TASK DETAILS =>
Of all the lines below, output only those starting at the one with "forwards to the" and ending at the one with "Report one diagnostic", both ends included, exactly as written.

DATA FOR ANALYSIS =>

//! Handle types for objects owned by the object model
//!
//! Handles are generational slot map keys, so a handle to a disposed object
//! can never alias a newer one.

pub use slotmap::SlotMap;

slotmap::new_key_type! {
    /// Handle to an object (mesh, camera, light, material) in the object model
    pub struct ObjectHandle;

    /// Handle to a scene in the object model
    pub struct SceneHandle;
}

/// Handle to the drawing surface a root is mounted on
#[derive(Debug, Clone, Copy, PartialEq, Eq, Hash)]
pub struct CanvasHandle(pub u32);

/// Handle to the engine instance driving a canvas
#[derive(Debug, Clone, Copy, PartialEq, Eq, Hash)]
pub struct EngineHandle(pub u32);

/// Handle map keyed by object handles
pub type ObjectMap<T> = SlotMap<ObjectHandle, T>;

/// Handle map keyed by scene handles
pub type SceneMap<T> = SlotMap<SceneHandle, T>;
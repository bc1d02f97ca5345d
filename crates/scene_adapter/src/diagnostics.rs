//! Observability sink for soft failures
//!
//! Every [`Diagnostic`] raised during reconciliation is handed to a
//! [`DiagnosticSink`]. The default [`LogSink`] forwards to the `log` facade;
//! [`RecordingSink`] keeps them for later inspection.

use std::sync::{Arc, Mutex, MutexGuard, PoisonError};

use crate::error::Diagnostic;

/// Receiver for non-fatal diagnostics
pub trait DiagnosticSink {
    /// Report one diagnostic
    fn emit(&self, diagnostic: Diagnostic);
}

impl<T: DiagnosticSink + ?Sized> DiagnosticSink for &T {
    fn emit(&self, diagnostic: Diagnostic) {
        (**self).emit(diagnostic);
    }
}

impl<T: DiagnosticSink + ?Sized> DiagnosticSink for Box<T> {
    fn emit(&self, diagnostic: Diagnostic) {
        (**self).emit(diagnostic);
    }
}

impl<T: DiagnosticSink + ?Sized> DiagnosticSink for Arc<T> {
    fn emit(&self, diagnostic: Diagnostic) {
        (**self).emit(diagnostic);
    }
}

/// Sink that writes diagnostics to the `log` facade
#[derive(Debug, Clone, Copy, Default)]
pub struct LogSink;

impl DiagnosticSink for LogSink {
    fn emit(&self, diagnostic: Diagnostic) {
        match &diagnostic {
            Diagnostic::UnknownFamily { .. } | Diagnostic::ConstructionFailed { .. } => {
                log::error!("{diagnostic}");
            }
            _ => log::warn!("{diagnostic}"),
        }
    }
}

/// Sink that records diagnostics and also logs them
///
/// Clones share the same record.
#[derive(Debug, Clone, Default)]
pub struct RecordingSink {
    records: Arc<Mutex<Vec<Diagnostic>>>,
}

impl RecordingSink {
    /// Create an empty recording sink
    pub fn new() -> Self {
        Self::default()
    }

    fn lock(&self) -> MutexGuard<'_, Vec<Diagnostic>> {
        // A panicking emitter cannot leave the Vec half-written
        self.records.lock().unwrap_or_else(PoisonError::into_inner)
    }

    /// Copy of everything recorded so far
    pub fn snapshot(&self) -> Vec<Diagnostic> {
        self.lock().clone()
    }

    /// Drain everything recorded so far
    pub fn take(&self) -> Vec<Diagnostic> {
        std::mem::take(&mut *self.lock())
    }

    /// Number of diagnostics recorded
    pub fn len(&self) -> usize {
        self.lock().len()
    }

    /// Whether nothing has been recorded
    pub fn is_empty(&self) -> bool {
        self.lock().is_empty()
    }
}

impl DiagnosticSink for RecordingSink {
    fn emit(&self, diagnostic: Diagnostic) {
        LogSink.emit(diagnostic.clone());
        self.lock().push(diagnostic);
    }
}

ANSWER SPACE =>
//! [`DiagnosticSink`]. The default [`LogSink`] forwards to the `log` facade;
//! [`RecordingSink`] keeps them for later inspection.

use std::sync::{Arc, Mutex, MutexGuard, PoisonError};

use crate::error::Diagnostic;

/// Receiver for non-fatal diagnostics
pub trait DiagnosticSink {
    /// Report one diagnostic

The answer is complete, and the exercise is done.